Each line from the beginning of the entries below through the line that includes "let monthly = pricing::cost_for_30_days(instance_type).unwrap();" must be returned exactly as given.

START Input

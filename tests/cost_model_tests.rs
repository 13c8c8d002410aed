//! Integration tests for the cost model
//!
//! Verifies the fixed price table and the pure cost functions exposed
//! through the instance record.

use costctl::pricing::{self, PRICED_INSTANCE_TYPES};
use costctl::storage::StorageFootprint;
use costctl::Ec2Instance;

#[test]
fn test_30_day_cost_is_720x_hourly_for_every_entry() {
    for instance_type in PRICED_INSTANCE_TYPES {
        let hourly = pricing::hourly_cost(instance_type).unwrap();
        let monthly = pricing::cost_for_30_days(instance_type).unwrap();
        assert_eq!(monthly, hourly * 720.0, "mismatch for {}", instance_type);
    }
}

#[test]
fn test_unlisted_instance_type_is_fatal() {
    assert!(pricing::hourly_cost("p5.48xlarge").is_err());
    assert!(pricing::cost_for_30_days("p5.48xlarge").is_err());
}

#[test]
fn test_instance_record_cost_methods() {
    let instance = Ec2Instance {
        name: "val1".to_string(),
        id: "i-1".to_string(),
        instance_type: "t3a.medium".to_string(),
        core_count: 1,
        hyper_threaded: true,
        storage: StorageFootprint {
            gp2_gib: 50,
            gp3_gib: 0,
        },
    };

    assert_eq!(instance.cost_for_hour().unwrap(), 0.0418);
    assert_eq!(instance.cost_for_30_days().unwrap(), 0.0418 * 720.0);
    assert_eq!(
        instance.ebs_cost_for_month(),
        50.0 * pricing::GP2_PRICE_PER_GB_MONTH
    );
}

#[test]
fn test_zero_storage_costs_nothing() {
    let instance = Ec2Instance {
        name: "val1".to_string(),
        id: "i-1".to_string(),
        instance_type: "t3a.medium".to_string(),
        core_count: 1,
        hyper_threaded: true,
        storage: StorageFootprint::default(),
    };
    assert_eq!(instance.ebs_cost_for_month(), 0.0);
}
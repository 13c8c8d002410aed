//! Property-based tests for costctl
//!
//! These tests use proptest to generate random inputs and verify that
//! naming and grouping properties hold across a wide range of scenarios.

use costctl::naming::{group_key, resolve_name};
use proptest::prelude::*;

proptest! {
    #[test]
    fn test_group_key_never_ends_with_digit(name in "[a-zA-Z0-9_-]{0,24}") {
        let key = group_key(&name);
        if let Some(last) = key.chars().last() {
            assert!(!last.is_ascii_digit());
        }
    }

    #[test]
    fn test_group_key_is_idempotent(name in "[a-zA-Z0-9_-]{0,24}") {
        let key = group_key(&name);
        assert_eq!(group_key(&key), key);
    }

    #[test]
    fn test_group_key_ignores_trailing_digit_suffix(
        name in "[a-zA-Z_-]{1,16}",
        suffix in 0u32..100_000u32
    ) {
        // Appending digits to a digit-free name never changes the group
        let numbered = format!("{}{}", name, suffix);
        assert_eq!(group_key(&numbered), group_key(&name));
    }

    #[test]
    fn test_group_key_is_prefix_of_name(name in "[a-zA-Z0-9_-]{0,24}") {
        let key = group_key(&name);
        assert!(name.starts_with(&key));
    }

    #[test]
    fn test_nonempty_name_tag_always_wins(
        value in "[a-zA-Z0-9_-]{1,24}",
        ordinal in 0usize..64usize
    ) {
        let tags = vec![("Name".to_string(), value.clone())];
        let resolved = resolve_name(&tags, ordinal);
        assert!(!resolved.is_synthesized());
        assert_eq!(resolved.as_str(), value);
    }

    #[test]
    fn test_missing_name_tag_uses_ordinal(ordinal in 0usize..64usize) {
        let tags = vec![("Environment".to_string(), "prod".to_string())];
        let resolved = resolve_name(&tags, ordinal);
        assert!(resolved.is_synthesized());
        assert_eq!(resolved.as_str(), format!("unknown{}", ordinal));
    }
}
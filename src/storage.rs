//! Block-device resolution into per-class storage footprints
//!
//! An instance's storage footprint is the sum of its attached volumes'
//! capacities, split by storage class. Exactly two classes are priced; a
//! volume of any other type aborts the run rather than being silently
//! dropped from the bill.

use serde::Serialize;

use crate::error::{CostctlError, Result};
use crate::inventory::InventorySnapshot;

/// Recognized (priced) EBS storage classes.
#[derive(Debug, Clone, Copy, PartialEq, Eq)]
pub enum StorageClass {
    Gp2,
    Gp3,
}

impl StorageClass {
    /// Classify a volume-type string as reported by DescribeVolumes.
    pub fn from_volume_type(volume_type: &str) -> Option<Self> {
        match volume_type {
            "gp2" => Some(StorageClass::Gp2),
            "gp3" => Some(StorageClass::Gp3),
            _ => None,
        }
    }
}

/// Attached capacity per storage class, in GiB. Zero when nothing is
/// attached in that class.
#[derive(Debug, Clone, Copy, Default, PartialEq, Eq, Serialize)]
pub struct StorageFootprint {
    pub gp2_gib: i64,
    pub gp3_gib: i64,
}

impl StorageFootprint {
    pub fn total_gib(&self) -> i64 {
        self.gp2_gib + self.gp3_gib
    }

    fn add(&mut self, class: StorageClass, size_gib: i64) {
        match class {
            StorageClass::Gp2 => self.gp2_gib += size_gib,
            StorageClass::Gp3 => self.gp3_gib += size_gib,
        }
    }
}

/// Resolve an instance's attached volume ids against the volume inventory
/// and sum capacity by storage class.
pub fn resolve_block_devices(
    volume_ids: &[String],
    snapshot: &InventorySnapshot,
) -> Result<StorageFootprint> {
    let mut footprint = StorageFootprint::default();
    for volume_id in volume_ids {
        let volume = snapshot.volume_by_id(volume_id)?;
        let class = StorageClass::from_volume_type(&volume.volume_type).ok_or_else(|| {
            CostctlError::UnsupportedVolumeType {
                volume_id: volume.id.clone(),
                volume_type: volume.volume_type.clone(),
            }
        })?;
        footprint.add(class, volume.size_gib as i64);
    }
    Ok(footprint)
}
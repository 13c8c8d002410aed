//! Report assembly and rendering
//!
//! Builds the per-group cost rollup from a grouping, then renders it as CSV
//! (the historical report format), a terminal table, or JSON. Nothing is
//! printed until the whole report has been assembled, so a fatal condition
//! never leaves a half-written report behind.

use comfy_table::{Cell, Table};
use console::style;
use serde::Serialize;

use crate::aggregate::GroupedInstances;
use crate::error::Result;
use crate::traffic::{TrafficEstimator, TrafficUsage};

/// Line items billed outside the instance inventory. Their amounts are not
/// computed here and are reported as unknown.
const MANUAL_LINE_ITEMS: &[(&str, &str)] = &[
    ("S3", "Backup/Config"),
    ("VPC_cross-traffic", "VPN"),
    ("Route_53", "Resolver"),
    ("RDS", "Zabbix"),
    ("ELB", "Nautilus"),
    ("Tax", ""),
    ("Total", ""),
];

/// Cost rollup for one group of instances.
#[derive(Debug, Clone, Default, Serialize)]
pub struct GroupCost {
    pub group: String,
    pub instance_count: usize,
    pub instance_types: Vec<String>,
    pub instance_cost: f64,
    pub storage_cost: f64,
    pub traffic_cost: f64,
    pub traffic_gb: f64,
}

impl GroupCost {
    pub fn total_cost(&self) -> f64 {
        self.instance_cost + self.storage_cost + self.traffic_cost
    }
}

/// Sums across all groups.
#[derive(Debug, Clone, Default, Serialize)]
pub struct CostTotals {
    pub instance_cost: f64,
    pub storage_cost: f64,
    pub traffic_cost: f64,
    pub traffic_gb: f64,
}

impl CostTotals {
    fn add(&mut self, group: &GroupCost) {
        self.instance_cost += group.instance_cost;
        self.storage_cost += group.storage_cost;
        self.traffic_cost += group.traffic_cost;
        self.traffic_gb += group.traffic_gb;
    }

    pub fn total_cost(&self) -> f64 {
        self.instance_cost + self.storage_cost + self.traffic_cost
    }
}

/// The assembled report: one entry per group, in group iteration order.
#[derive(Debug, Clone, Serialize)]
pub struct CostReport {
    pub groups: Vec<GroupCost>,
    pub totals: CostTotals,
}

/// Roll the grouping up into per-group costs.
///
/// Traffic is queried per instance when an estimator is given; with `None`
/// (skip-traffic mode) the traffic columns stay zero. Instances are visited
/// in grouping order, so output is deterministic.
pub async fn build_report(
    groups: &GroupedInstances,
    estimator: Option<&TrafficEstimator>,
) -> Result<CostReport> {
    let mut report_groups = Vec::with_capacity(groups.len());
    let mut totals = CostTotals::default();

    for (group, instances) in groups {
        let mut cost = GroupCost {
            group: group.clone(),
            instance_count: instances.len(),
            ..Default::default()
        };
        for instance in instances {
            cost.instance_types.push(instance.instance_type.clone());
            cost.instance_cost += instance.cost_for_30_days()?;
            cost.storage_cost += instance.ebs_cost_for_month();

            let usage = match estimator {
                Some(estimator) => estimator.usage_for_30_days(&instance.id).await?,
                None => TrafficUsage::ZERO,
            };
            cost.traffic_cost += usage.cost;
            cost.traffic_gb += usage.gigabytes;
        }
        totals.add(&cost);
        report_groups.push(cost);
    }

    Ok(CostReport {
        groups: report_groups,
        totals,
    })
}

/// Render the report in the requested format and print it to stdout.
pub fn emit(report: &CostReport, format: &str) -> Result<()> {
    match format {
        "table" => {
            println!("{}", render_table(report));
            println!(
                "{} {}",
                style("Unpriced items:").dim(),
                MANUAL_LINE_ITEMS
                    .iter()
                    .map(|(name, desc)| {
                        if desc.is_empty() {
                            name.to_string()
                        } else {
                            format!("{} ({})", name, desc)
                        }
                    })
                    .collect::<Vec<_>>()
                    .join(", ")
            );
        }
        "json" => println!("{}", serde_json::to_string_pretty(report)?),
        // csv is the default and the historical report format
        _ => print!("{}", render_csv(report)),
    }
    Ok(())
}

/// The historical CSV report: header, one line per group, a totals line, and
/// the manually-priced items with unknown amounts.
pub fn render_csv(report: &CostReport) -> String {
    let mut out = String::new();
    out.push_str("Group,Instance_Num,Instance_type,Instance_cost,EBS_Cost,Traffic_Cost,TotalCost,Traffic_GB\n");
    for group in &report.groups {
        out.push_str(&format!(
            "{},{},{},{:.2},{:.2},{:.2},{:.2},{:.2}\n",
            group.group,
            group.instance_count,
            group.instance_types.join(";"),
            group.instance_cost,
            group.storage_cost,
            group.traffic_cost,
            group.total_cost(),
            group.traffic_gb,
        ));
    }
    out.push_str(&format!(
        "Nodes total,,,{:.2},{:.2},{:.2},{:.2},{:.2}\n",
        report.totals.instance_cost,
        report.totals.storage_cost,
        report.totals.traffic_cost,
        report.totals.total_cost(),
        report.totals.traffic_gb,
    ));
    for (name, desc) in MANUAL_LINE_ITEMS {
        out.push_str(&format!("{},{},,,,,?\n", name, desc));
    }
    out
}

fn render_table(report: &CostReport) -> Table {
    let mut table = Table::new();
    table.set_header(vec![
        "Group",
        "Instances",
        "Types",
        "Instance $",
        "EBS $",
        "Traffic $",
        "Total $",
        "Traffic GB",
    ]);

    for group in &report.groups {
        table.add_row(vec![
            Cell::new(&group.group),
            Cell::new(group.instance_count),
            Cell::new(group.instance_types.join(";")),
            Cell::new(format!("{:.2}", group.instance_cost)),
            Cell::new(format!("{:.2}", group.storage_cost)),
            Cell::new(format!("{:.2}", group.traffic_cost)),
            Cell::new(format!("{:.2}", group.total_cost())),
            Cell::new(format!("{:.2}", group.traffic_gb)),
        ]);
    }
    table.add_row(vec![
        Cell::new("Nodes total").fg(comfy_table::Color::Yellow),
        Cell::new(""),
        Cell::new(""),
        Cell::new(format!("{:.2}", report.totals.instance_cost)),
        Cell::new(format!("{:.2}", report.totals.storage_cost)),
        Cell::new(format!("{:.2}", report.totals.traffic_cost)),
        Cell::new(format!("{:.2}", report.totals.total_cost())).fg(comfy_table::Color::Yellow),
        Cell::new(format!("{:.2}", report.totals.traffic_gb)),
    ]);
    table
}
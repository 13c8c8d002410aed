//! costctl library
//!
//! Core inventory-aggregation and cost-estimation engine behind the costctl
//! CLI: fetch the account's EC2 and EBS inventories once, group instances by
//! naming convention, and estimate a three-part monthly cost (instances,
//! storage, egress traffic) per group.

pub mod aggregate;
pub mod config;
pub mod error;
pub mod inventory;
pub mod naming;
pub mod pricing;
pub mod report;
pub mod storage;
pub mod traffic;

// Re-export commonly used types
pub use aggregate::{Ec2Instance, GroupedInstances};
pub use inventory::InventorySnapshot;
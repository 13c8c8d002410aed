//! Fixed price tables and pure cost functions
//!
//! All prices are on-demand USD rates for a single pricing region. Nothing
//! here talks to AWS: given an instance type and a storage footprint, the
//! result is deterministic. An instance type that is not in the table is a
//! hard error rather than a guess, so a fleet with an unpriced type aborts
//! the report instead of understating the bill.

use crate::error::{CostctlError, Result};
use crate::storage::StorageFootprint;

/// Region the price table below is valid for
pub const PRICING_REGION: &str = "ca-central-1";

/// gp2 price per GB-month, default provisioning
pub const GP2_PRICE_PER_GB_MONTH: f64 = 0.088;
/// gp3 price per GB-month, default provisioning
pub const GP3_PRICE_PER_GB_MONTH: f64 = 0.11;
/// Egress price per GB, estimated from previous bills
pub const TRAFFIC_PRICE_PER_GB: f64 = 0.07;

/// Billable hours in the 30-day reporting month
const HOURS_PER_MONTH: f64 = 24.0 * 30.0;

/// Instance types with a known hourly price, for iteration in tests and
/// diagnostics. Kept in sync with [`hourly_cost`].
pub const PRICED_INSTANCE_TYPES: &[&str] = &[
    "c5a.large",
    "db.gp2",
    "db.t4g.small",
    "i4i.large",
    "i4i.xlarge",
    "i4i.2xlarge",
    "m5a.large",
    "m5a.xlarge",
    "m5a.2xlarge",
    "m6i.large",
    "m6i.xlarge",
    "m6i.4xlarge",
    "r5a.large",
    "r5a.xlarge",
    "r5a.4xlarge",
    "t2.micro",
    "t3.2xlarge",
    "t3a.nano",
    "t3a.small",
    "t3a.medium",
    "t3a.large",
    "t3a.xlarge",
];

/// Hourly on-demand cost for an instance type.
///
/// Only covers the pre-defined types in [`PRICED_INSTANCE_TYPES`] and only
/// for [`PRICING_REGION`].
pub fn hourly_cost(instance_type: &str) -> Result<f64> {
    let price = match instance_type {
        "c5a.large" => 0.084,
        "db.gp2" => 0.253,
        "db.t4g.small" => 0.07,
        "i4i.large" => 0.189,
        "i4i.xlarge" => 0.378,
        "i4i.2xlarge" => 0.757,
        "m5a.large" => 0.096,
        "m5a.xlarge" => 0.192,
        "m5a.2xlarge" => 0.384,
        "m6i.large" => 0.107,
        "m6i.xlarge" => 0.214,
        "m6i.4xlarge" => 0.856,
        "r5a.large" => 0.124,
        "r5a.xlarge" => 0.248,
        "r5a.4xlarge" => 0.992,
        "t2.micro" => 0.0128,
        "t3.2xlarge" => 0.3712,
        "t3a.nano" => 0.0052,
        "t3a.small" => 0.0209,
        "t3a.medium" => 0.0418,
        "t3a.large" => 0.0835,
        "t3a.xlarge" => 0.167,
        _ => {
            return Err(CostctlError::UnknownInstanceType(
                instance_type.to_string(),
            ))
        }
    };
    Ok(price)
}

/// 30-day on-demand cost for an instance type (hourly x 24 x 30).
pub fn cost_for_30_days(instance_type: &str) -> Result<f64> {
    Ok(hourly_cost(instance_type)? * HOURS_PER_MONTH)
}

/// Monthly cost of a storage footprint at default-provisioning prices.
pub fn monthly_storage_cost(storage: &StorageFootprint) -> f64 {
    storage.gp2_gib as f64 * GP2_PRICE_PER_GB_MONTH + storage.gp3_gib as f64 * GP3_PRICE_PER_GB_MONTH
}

END Input

» **Written solution**
filename tests/cost_model_tests.rs
repository 13c8c8d002410aed
//! Integration tests for the cost model
//!
//! Verifies the fixed price table and the pure cost functions exposed
//! through the instance record.

use costctl::pricing::{self, PRICED_INSTANCE_TYPES};
use costctl::storage::StorageFootprint;
use costctl::Ec2Instance;

#[test]
fn test_30_day_cost_is_720x_hourly_for_every_entry() {
    for instance_type in PRICED_INSTANCE_TYPES {
        let hourly = pricing::hourly_cost(instance_type).unwrap();
        let monthly = pricing::cost_for_30_days(instance_type).unwrap();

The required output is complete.